Posted By: Doug Soderstrom, Ph.D. on February 14, 2002
If Teachers “Were Congressmen:” A Satire

I am an Instructor of Psychology at a local junior college, and would like to share an idea with you. Given the fact that students are “our best customers,” and that they spend a lot of their own hard-earned money in order to get a good education, they should, I feel, have a greater opportunity to influence the grades assigned to them by their instructors. Therefore, I would like to propose a solution for this problem. Why not allow students the opportunity to give money to their teachers in order that their instructors might have something to consider before actually assigning their students a grade. Although, I would, of course, suggest that there be an upper limit on how much money that each student would be allowed to “donate” to each of their respective teachers-------for example, let’s say no more than $1000 per student per class. And not to worry, I am sure that we could all rest assured that teachers, just like our congressman, are “just brimming” with moral integrity, and would, under no circumstances, allow their decisions to be influenced by how much money they actually received from their students.

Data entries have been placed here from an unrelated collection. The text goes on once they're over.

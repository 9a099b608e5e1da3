//! Grouping, pair selection and model fitting for one measure collection.

use emsr_catalogue::{EventSiblings, MeasureCollection};
use emsr_grouping::{GroupingStrategy, Groups};
use emsr_regression::{MIN_SAMPLES, ModelKind, OdrConfig, RegressionData, RegressionModel};
use emsr_selection::{MatchedPairs, MissingUncertainty, SelectionStrategy};
use tracing::{info, warn};

use crate::error::ScalingError;
use crate::outcome::{EmsrOutcome, ScalingRelationship};

/// A grouped measure collection, ready to derive scaling relationships.
///
/// Grouping happens once, in [`Emsr::new`]; every scale pair fitted
/// afterwards reuses the groups.
///
/// # Example
///
/// ```
/// use emsr_catalogue::MeasureCollection;
/// use emsr_grouping::GroupingStrategy;
/// use emsr_scaling::Emsr;
///
/// let emsr = Emsr::new(MeasureCollection::new(Vec::new()), GroupingStrategy::ByEvent).unwrap();
/// assert!(emsr.groups().is_empty());
/// ```
#[derive(Debug, Clone)]
pub struct Emsr {
    measures: MeasureCollection,
    grouping: GroupingStrategy,
    groups: Groups,
}

impl Emsr {
    /// Groups `measures` with `grouping`.
    ///
    /// # Errors
    ///
    /// Invalid grouping parameters.
    pub fn new(measures: MeasureCollection, grouping: GroupingStrategy) -> Result<Self, ScalingError> {
        let groups = grouping.group_measures(&measures)?;
        Ok(Self {
            measures,
            grouping,
            groups,
        })
    }

    pub fn measures(&self) -> &MeasureCollection {
        &self.measures
    }

    pub fn grouping(&self) -> &GroupingStrategy {
        &self.grouping
    }

    pub fn groups(&self) -> &Groups {
        &self.groups
    }

    /// Selects matched `(native, target)` pairs from the groups.
    pub fn select_pairs(
        &self,
        native: &str,
        target: &str,
        selection: &SelectionStrategy,
        missing: &MissingUncertainty,
        siblings: &dyn EventSiblings,
    ) -> Result<MatchedPairs, ScalingError> {
        Ok(selection.select(&self.groups, native, target, missing, siblings)?)
    }

    /// Fits every model in `models` to the pairs selected for
    /// `native -> target`.
    ///
    /// A model that fails is logged and recorded in the outcome; the call
    /// only fails if every model does.
    ///
    /// # Errors
    ///
    /// - [`ScalingError::NoModels`] if `models` is empty.
    /// - [`ScalingError::NotEnoughSamples`] for fewer than three pairs.
    /// - [`ScalingError::AllModelsFailed`] if no model fitted.
    /// - Selection and regression configuration errors.
    #[allow(clippy::too_many_arguments)]
    #[tracing::instrument(skip(self, selection, missing, siblings, models, config))]
    pub fn apply_regression_model(
        &self,
        native: &str,
        target: &str,
        selection: &SelectionStrategy,
        missing: &MissingUncertainty,
        siblings: &dyn EventSiblings,
        models: &[ModelKind],
        config: &OdrConfig,
    ) -> Result<EmsrOutcome, ScalingError> {
        if models.is_empty() {
            return Err(ScalingError::NoModels);
        }
        config.validate()?;

        let pairs = self.select_pairs(native, target, selection, missing, siblings)?;
        if pairs.len() < MIN_SAMPLES {
            return Err(ScalingError::NotEnoughSamples {
                native: native.to_string(),
                target: target.to_string(),
                pairs: pairs.len(),
                min: MIN_SAMPLES,
            });
        }
        info!(pairs = pairs.len(), "selected matched pairs");

        let data = RegressionData::new(
            pairs.native_values(),
            pairs.native_errors(),
            pairs.target_values(),
            pairs.target_errors(),
        )?;

        let mut outcome = EmsrOutcome::new(
            native,
            target,
            self.grouping.name(),
            selection.name(),
            &pairs,
        );
        for &kind in models {
            let model = RegressionModel::new(kind, data.clone()).with_config(config.clone());
            match model.run() {
                Ok(fit) => outcome.push_fit(ScalingRelationship::new(native, target, fit)),
                Err(e) => {
                    warn!(model = %kind, error = %e, "model failed");
                    outcome.push_failure(kind, e.to_string());
                }
            }
        }

        if outcome.relationships().is_empty() {
            return Err(ScalingError::AllModelsFailed {
                native: native.to_string(),
                target: target.to_string(),
                attempts: models.len(),
            });
        }
        if let Some(best) = outcome.best() {
            info!(best = %best.name(), "scaling relationship fitted");
        }
        Ok(outcome)
    }
}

Such a plan would be good for our schools, since it would help to alleviate the problem of how “school” is so often dissociated from “the realities of everyday life.” You see------allowing students to “donate” money to their respective teachers would be a “really good lesson” ---------a kind of real life lesson for all students, something that would enable each and every one of them to learn, in a first-hand manner, just how “the real world” really does work.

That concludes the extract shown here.